Traumatic Injury Response Characterized for First Time on Cellular Level

The first-ever, in-depth characterization of the body’s response to traumatic injury was published in Cell Reports Medicine by University of Pittsburgh School of Medicine physician-scientists. The results of their multiomics analysis—which spanned thousands of circulating molecules—offers an opportunity to refine personalized approaches to trauma management in the most severely injured patients.

“We are finally seeing a comprehensive picture of how the human body responds to systemic injury, when a person is taken from a state of relative health and pushed into an almost lethal state within microseconds,” said main corresponding author Timothy Billiar, MD, distinguished professor of surgery at Pitt, chief scientific officer for UPMC, and affiliated faculty member of the McGowan Institute for Regenerative Medicine. “We’ve never quite known how different components of the human injury response fit together, so this is a trauma researcher’s dream come true.”

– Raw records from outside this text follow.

//! Shared world model.
//!
//! Every in-game handler on every session task reads and mutates the same
//! [`World`]. It is built from the registry and spatial index only, so there
//! is no world-wide lock: actors and placed objects live in registries,
//! terrain, occupancy and object placement live in per-region spatial tables.

use crate::error::StoreError;
use crate::registry::{Handle, Registry};
use crate::spatial::SpatialIndex;
use crate::store::{WorldObject, WorldStore};
use log::{info, warn};
use shared::{Point, RegionId, SessionId};
use std::sync::Arc;

pub type ActorId = Handle;
pub type ObjectId = Handle;

/// Where new actors are placed before searching outward for a free tile.
pub const SPAWN_POINT: Point = Point::new(4, 4);
const SPAWN_SEARCH_RADIUS: i32 = 8;

/// Occupies a tile while a spawning actor is being stored; never an actor id.
const CLAIMED_TILE: ActorId = 0;

#[derive(Debug, Clone, Copy, PartialEq, Eq)]
pub enum ActorKind {
    Player,
    Npc,
}

#[derive(Debug, Clone, PartialEq)]
pub struct Actor {
    /// Session that controls this actor
    pub session_id: SessionId,
    pub name: String,
    pub kind: ActorKind,
    pub region: RegionId,
    pub position: Point,
}

#[derive(Debug, Clone, Copy, PartialEq, Eq)]
pub enum MoveOutcome {
    Moved(Point),
    /// The target tile is a wall or occupied; carries the unchanged position
    Blocked(Point),
    Missing,
}

/// Result of importing one region.
#[derive(Debug, Clone, PartialEq)]
pub struct RegionReport {
    pub region: RegionId,
    /// Number of blocked tiles on success
    pub result: Result<usize, StoreError>,
}

pub struct World {
    store: Arc<dyn WorldStore>,
    spawn_region: RegionId,
    actors: Registry<Actor>,
    objects: Registry<WorldObject>,
    terrain: SpatialIndex<()>,
    occupancy: SpatialIndex<ActorId>,
    placements: SpatialIndex<ObjectId>,
}

impl World {
    pub fn new(store: Arc<dyn WorldStore>, spawn_region: RegionId) -> Self {
        Self {
            store,
            spawn_region,
            actors: Registry::new(),
            objects: Registry::new(),
            terrain: SpatialIndex::new(),
            occupancy: SpatialIndex::new(),
            placements: SpatialIndex::new(),
        }
    }

    pub fn store(&self) -> &Arc<dyn WorldStore> {
        &self.store
    }

    pub fn actors(&self) -> &Registry<Actor> {
        &self.actors
    }

    pub fn objects(&self) -> &Registry<WorldObject> {
        &self.objects
    }

    pub fn terrain(&self) -> &SpatialIndex<()> {
        &self.terrain
    }

    pub fn spawn_region(&self) -> RegionId {
        self.spawn_region
    }

    /// Loads a region from the store and swaps it in.
    ///
    /// Importing the same region again replaces its terrain and objects in
    /// one step each; a failed import leaves the previous contents in place.
    pub fn import_region(&self, region: RegionId) -> Result<usize, StoreError> {
        let data = self.store.load_region(region)?;
        let blocked = data.blocked.len();

        let mut previous = Vec::new();
        self.placements.for_each(region, |_, id| previous.push(*id));

        let placed: Vec<(Point, ObjectId)> = data
            .objects
            .into_iter()
            .map(|(point, object)| (point, self.objects.add(object)))
            .collect();

        self.terrain
            .replace_region(region, data.blocked.into_iter().map(|point| (point, ())));
        self.placements.replace_region(region, placed);

        for id in previous {
            self.objects.remove(id);
        }

        Ok(blocked)
    }

    /// Imports several regions, logging and reporting each one.
    pub fn import_regions(&self, regions: &[RegionId]) -> Vec<RegionReport> {
        regions
            .iter()
            .map(|&region| {
                let result = self.import_region(region);
                match &result {
                    Ok(blocked) => info!("Imported region {} ({} blocked tiles)", region, blocked),
                    Err(e) => warn!("Failed to import region {}: {}", region, e),
                }
                RegionReport { region, result }
            })
            .collect()
    }

    pub fn is_walkable(&self, region: RegionId, point: Point) -> bool {
        self.terrain.has_region(region)
            && !self.terrain.contains(region, point)
            && !self.occupancy.contains(region, point)
    }

    /// Places a new actor on the free tile nearest [`SPAWN_POINT`] in the
    /// spawn region. `None` if the region is not loaded or full.
    pub fn spawn_actor(
        &self,
        session_id: SessionId,
        name: &str,
        kind: ActorKind,
    ) -> Option<(ActorId, Actor)> {
        let region = self.spawn_region;
        if !self.terrain.has_region(region) {
            return None;
        }

        for radius in 0..=SPAWN_SEARCH_RADIUS {
            for dy in -radius..=radius {
                for dx in -radius..=radius {
                    if dx.abs().max(dy.abs()) != radius {
                        continue;
                    }
                    let point = Point::new(SPAWN_POINT.x + dx, SPAWN_POINT.y + dy);
                    if self.terrain.contains(region, point) {
                        continue;
                    }
                    if !self.occupancy.insert_if_vacant(region, point, CLAIMED_TILE) {
                        continue;
                    }

                    let actor = Actor {
                        session_id,
                        name: name.to_string(),
                        kind,
                        region,
                        position: point,
                    };
                    let id = self.actors.add(actor.clone());
                    self.occupancy.add(region, point, id);
                    info!("Spawned {} as actor {} at ({}, {})", name, id, point.x, point.y);
                    return Some((id, actor));
                }
            }
        }

        warn!("No free spawn tile in region {} for {}", region, name);
        None
    }

    /// Moves an actor one tile, if the target is free.
    pub fn move_actor(&self, id: ActorId, dx: i32, dy: i32) -> MoveOutcome {
        let Some(actor) = self.actors.get(id) else {
            return MoveOutcome::Missing;
        };

        let target = actor.position.step(dx, dy);
        if target == actor.position
            || self.terrain.contains(actor.region, target)
            || !self.occupancy.insert_if_vacant(actor.region, target, id)
        {
            return MoveOutcome::Blocked(actor.position);
        }

        if !self.actors.modify(id, |a| a.position = target) {
            // Despawned while we were claiming the tile
            self.occupancy.remove_if_eq(actor.region, target, &id);
            return MoveOutcome::Missing;
        }
        self.occupancy.remove_if_eq(actor.region, actor.position, &id);
        MoveOutcome::Moved(target)
    }

    pub fn despawn_actor(&self, id: ActorId) -> Option<Actor> {
        let actor = self.actors.take(id)?;
        self.occupancy.remove_if_eq(actor.region, actor.position, &id);
        info!("Despawned actor {} ({})", id, actor.name);
        Some(actor)
    }

    /// What someone looking at `point` sees.
    pub fn describe(&self, region: RegionId, point: Point) -> String {
        if let Some(object) = self
            .placements
            .get(region, point)
            .and_then(|id| self.objects.get(id))
        {
            return object.description;
        }
        if let Some(actor) = self
            .occupancy
            .get(region, point)
            .and_then(|id| self.actors.get(id))
        {
            return format!("You see {}.", actor.name);
        }
        if self.terrain.contains(region, point) {
            return "A solid wall.".to_string();
        }
        "Nothing here.".to_string()
    }

    /// All actors, ordered by id.
    pub fn roster(&self) -> Vec<(ActorId, Actor)> {
        let mut actors = self.actors.snapshot();
        actors.sort_unstable_by_key(|(id, _)| *id);
        actors
    }

    /// Sessions whose actors are in `region`.
    pub fn sessions_in_region(&self, region: RegionId) -> Vec<SessionId> {
        let mut sessions = Vec::new();
        self.actors.for_each(|_, actor| {
            if actor.region == region {
                sessions.push(actor.session_id);
            }
        });
        sessions
    }

    /// Answers `who` and `reload <region>` itself and hands anything else to
    /// the store.
    pub fn admin_query(&self, query: &str) -> Result<String, StoreError> {
        let mut words = query.split_whitespace();
        match (words.next(), words.next()) {
            (Some("who"), None) => Ok(self
                .roster()
                .into_iter()
                .map(|(id, actor)| {
                    format!(
                        "{} {} ({:?}) session {} @ {}:{},{}",
                        id,
                        actor.name,
                        actor.kind,
                        actor.session_id,
                        actor.region,
                        actor.position.x,
                        actor.position.y
                    )
                })
                .collect::<Vec<_>>()
                .join("\n")),
            (Some("reload"), Some(region)) => {
                let region: RegionId = region
                    .parse()
                    .map_err(|_| StoreError::BadQuery(format!("not a region id: {}", region)))?;
                let blocked = self.import_region(region)?;
                Ok(format!("region {} reloaded ({} blocked tiles)", region, blocked))
            }
            _ => self.store.admin_query(query),
        }
    }
}
//! # Configuration
//!
//! Environment-sourced settings, read once at startup.

use anyhow::{Context, Result};
use std::env;

/// Default n8n endpoint when `N8N_BASE_URL` is unset.
pub const DEFAULT_N8N_BASE_URL: &str = "https://n8n.marcellolab.com";

#[derive(Debug, Clone)]
pub struct Config {
    pub discord_token: String,
    pub n8n_base_url: String,
    /// Shared secret attached to every webhook call when set.
    pub n8n_webhook_secret: Option<String>,
}

impl Config {
    pub fn from_env() -> Result<Self> {
        let discord_token = env::var("DISCORD_TOKEN").context("DISCORD_TOKEN is not set")?;
        let n8n_base_url =
            env::var("N8N_BASE_URL").unwrap_or_else(|_| DEFAULT_N8N_BASE_URL.to_string());
        let n8n_webhook_secret = env::var("N8N_WEBHOOK_SECRET")
            .ok()
            .filter(|secret| !secret.is_empty());
        Ok(Self {
            discord_token,
            n8n_base_url,
            n8n_webhook_secret,
        })
    }
}
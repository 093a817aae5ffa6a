//! # Stock Commands
//!
//! `/utr` asks the backend for UTR stock status; `/check-stock` probes a
//! product page and posts an availability alert to the stock-alerts channel
//! when the product is in stock.

use anyhow::Result;
use async_trait::async_trait;
use serde_json::{json, Map, Value};
use serenity::builder::{CreateCommand, CreateCommandOption};
use serenity::model::application::CommandOptionType;

use crate::chat::Messenger;
use crate::commands::{fallback_message, CommandInput, Reply, SlashCommand};
use crate::services::n8n::{truthy, WebhookRequest, WebhookResponse};

/// Channel that receives availability alerts.
pub const ALERTS_CHANNEL: &str = "stock-alerts";

pub struct UtrStock;

#[async_trait]
impl SlashCommand for UtrStock {
    fn name(&self) -> &'static str {
        "utr"
    }

    fn register(&self) -> CreateCommand {
        CreateCommand::new(self.name())
            .description("Check UTR stock status")
            .add_option(CreateCommandOption::new(
                CommandOptionType::String,
                "product",
                "Product name or SKU to check",
            ))
    }

    async fn request(
        &self,
        _chat: &dyn Messenger,
        input: &CommandInput,
    ) -> Result<WebhookRequest> {
        let mut payload = Map::new();
        if let Some(product) = input.option("product") {
            payload.insert("product".to_string(), json!(product));
        }
        Ok(WebhookRequest::post("utr-stock-check", payload))
    }

    async fn respond(
        &self,
        _chat: &dyn Messenger,
        _input: &CommandInput,
        _request: &WebhookRequest,
        response: &WebhookResponse,
    ) -> Result<Reply> {
        Ok(Reply::text(fallback_message(response)))
    }
}

pub struct CheckStock;

#[async_trait]
impl SlashCommand for CheckStock {
    fn name(&self) -> &'static str {
        "check-stock"
    }

    fn register(&self) -> CreateCommand {
        CreateCommand::new(self.name())
            .description("Check whether a product page shows stock")
            .add_option(
                CreateCommandOption::new(CommandOptionType::String, "url", "Product page URL")
                    .required(true),
            )
    }

    async fn request(
        &self,
        _chat: &dyn Messenger,
        input: &CommandInput,
    ) -> Result<WebhookRequest> {
        let mut payload = Map::new();
        payload.insert(
            "url".to_string(),
            json!(input.option("url").unwrap_or_default()),
        );
        payload.insert("requested_by".to_string(), json!(input.user));
        Ok(WebhookRequest::post("stock-check", payload))
    }

    async fn respond(
        &self,
        chat: &dyn Messenger,
        input: &CommandInput,
        _request: &WebhookRequest,
        response: &WebhookResponse,
    ) -> Result<Reply> {
        if let Some(alert) = stock_alert(response, input.option("url").unwrap_or_default()) {
            crate::chat::post(chat, ALERTS_CHANNEL, &alert).await?;
        }
        Ok(Reply::text(
            response
                .message
                .clone()
                .unwrap_or_else(|| "Stock check complete".to_string()),
        ))
    }
}

/// Alert line for an in-stock product, None when out of stock.
fn stock_alert(response: &WebhookResponse, url: &str) -> Option<String> {
    if !response.get("inStock").is_some_and(truthy) {
        return None;
    }
    let name = field(response, "productName", "Unknown product");
    let price = field(response, "price", "an unknown price");
    Some(format!("🟢 **{name}** is in stock at {price}: <{url}>"))
}

/// String field, stringified when the workflow returns a number.
fn field(response: &WebhookResponse, key: &str, default: &str) -> String {
    match response.get(key) {
        Some(Value::String(s)) => s.clone(),
        Some(Value::Null) | None => default.to_string(),
        Some(other) => other.to_string(),
    }
}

Other McGowan Institute affiliated faculty members involved in this study include:

Yoram Vodovotz, PhD, professor in the Department of Surgery with secondary appointments in the Department of Computational & Systems Biology, the Department of Bioengineering, the Department of Immunology, the Department of Communication Science and Disorders (of the School of Health and Rehabilitation Science), and the Clinical and Translational Science Institute, and the director of the Center for Inflammation and Regeneration Modeling at the McGowan Institute
David Okonkwo, MD, PhD, professor of neurological surgery, director of the Neurotrauma Clinical Trials Center, director of Neurotrauma and of the Scoliosis and Spinal Deformity Program at UPMC, and clinical director of the Brain Trauma Research Center
Rami Namas, MD, Assistant Professor, Department of Surgery, University of Pittsburgh

When emergency medical response teams get called into action, they know that time is of the essence. The arsenal of therapeutic tools available to trauma responders is limited, and, for patients who suffered massive injury from a car crash or a fall, every lost second can mean the difference between life and death.

Prehospital care therapies, such as thawed blood plasma administered even before the patient makes it to the hospital, can be astonishingly successful in increasing the odds of survival. More than three years ago, a clinical trial led by Pitt School of Medicine clinicians showed that trauma patients at risk of hemorrhagic shock who received two units of blood plasma during air medical transport were 10% more likely to survive than those who did not.

“The 10% reduction in mortality borders on unprecedented,” said clinical trial lead and co-senior author Jason Sperry, MD, MPH, professor in the departments of surgery and critical care medicine in Pitt’s School of Medicine. “In the decades of research on trauma interventions, we have never seen such a big impact from such a small intervention. The benefits of giving plasma to trauma patients during air transport are extraordinary and practice-changing.”

But not every trauma patient benefits from early plasma administration. To ensure that therapeutic interventions are distributed in a way that maximizes the benefits and minimizes the waste of precious resources—especially during the ongoing plasma shortage further worsened by the pandemic—there is a strong need to identify those most likely to respond favorably to plasma early after injury.

Such an identification—which mirrors personalized approaches frequently used in the field of oncology—has never been achieved for trauma before.

“Despite how ubiquitous the problem is, the current therapies available for trauma patients are blunt instruments,” said co-senior author Matthew D. Neal, MD, the Roberta G. Simmons associate professor of surgery at Pitt. “The complexity of perturbations that happen to a human body within seconds after injury is not something that we’ve ever understood before.”

By analyzing thousands of circulating proteins and lipids, along with byproducts of cell metabolism and biomarkers of vessel injury, the clinicians discovered that human traumatic injury response could be classified into two “endotypes.” They also found that only endotype 2 patients who also suffered traumatic brain injury benefitted from the infusion of thawed plasma—nearly 70% of those patients were alive 30 days after the injury, compared to 25% of endotype 1 patients.

The group also identified a single blood biomarker—a nerve cell enzyme called ubiquitin carboxyl-terminal esterase L1, or UCHL1, that is predictive of a favorable response to thawed plasma therapy.

Understanding the universe of interactions between molecules released into the bloodstream after traumatic injury has been a dream of health scientists for decades. The progress in technologies that allow for high-throughput identification of circulating biomarkers, combined with newly available computational techniques, have finally made it possible to peek behind the curtain and uncover part of the complexity behind the body’s response to sudden and severe injury.

Translating these insights into clinical practice is the next great race, doctors say. Point-of-care diagnostics that allow physicians to quickly test for a panel of blood biomarkers already exist and might be available more widely in the next five years, with this recent study guiding clinical action based on the results.